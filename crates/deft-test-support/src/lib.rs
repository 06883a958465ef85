//! Shared test scaffolding for Deft, in the spirit of `cargo-test-support`:
//! a small builder for laying out a workspace (manifests and whatever else
//! a test needs) on disk in a `tempfile::TempDir`, so modules that read
//! real paths (`deft::core::workspace`, `deft::core::registry`) can be
//! exercised without hand-rolling `fs::write` calls in every test.
//!
//! This crate intentionally knows nothing about Deft's own types: it just
//! writes files. Fixtures that need `deft`'s `Catalog`/`SourceFetcher`
//! types (fake catalogs, fake fetchers) live in `deft-resolver-tests`
//! instead, mirroring the split between `cargo-test-support` (generic) and
//! `resolver-tests` (depends on `cargo` itself).

use std::fs;
use std::path::{Path, PathBuf};

use tempfile::TempDir;

/// Builds a directory tree of text files, then hands back the root.
pub struct ProjectBuilder {
    root: TempDir,
    files: Vec<(PathBuf, String)>,
}

impl ProjectBuilder {
    pub fn new() -> Self {
        ProjectBuilder {
            root: tempfile::tempdir().expect("create tempdir"),
            files: Vec::new(),
        }
    }

    /// Queues a file to be written relative to the project root.
    pub fn file(mut self, path: impl AsRef<Path>, contents: impl Into<String>) -> Self {
        self.files.push((path.as_ref().to_path_buf(), contents.into()));
        self
    }

    /// A convenience for writing a `dylan-package.json` at `dir` (the
    /// workspace root for a single-package layout, or a subdirectory for a
    /// multi-package member).
    pub fn package_manifest(
        self,
        dir: impl AsRef<Path>,
        name: &str,
        version: &str,
        deps: &[&str],
        dev_deps: &[&str],
    ) -> Self {
        let body = serde_json::json!({
            "name": name,
            "version": version,
            "dependencies": deps,
            "dev-dependencies": dev_deps,
        });
        self.file(
            dir.as_ref().join("dylan-package.json"),
            serde_json::to_string_pretty(&body).unwrap(),
        )
    }

    pub fn workspace_manifest(self, default_library: Option<&str>) -> Self {
        let body = match default_library {
            Some(lib) => serde_json::json!({ "default-library": lib }),
            None => serde_json::json!({}),
        };
        self.file("workspace.json", serde_json::to_string_pretty(&body).unwrap())
    }

    /// Writes all queued files, creating parent directories as needed, and
    /// returns the (still-owned) `TempDir` so it lives as long as the
    /// caller needs the paths to exist.
    pub fn build(self) -> TempDir {
        for (path, contents) in &self.files {
            let full = self.root.path().join(path);
            if let Some(parent) = full.parent() {
                fs::create_dir_all(parent).expect("create parent dir");
            }
            fs::write(&full, contents).expect("write fixture file");
        }
        self.root
    }
}

impl Default for ProjectBuilder {
    fn default() -> Self {
        Self::new()
    }
}

/// Writes a trivial `.lid` file at `path`, relative to `root`.
pub fn write_lid(root: &Path, path: impl AsRef<Path>, contents: &str) {
    let full = root.join(path);
    if let Some(parent) = full.parent() {
        fs::create_dir_all(parent).expect("create parent dir");
    }
    fs::write(full, contents).expect("write lid file");
}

### Directions:
Type out the whole listing above again, exactly as it stands.

### Finished exercise:
filename crates/deft-test-support/src/lib.rs
repository 06883a958465ef85
//! Shared test scaffolding for Deft, in the spirit of `cargo-test-support`:
//! a small builder for laying out a workspace (manifests and whatever else
//! a test needs) on disk in a `tempfile::TempDir`, so modules that read
//! real paths (`deft::core::workspace`, `deft::core::registry`) can be
//! exercised without hand-rolling `fs::write` calls in every test.
//!
//! This crate intentionally knows nothing about Deft's own types: it just
//! writes files. Fixtures that need `deft`'s `Catalog`/`SourceFetcher`
//! types (fake catalogs, fake fetchers) live in `deft-resolver-tests`
//! instead, mirroring the split between `cargo-test-support` (generic) and
//! `resolver-tests` (depends on `cargo` itself).

use std::fs;
use std::path::{Path, PathBuf};

use tempfile::TempDir;

/// Builds a directory tree of text files, then hands back the root.
pub struct ProjectBuilder {
    root: TempDir,
    files: Vec<(PathBuf, String)>,
}

impl ProjectBuilder {
    pub fn new() -> Self {
        ProjectBuilder {
            root: tempfile::tempdir().expect("create tempdir"),
            files: Vec::new(),
        }
    }

    /// Queues a file to be written relative to the project root.
    pub fn file(mut self, path: impl AsRef<Path>, contents: impl Into<String>) -> Self {
        self.files.push((path.as_ref().to_path_buf(), contents.into()));
        self
    }

    /// A convenience for writing a `dylan-package.json` at `dir` (the
    /// workspace root for a single-package layout, or a subdirectory for a
    /// multi-package member).
    pub fn package_manifest(
        self,
        dir: impl AsRef<Path>,
        name: &str,
        version: &str,
        deps: &[&str],
        dev_deps: &[&str],
    ) -> Self {
        let body = serde_json::json!({
            "name": name,
            "version": version,
            "dependencies": deps,
            "dev-dependencies": dev_deps,
        });
        self.file(
            dir.as_ref().join("dylan-package.json"),
            serde_json::to_string_pretty(&body).unwrap(),
        )
    }

    pub fn workspace_manifest(self, default_library: Option<&str>) -> Self {
        let body = match default_library {
            Some(lib) => serde_json::json!({ "default-library": lib }),
            None => serde_json::json!({}),
        };
        self.file("workspace.json", serde_json::to_string_pretty(&body).unwrap())
    }

    /// Writes all queued files, creating parent directories as needed, and
    /// returns the (still-owned) `TempDir` so it lives as long as the
    /// caller needs the paths to exist.
    pub fn build(self) -> TempDir {
        for (path, contents) in &self.files {
            let full = self.root.path().join(path);
            if let Some(parent) = full.parent() {
                fs::create_dir_all(parent).expect("create parent dir");
            }
            fs::write(&full, contents).expect("write fixture file");
        }
        self.root
    }
}

impl Default for ProjectBuilder {
    fn default() -> Self {
        Self::new()
    }
}

/// Writes a trivial `.lid` file at `path`, relative to `root`.
pub fn write_lid(root: &Path, path: impl AsRef<Path>, contents: &str) {
    let full = root.join(path);
    if let Some(parent) = full.parent() {
        fs::create_dir_all(parent).expect("create parent dir");
    }
    fs::write(full, contents).expect("write lid file");
}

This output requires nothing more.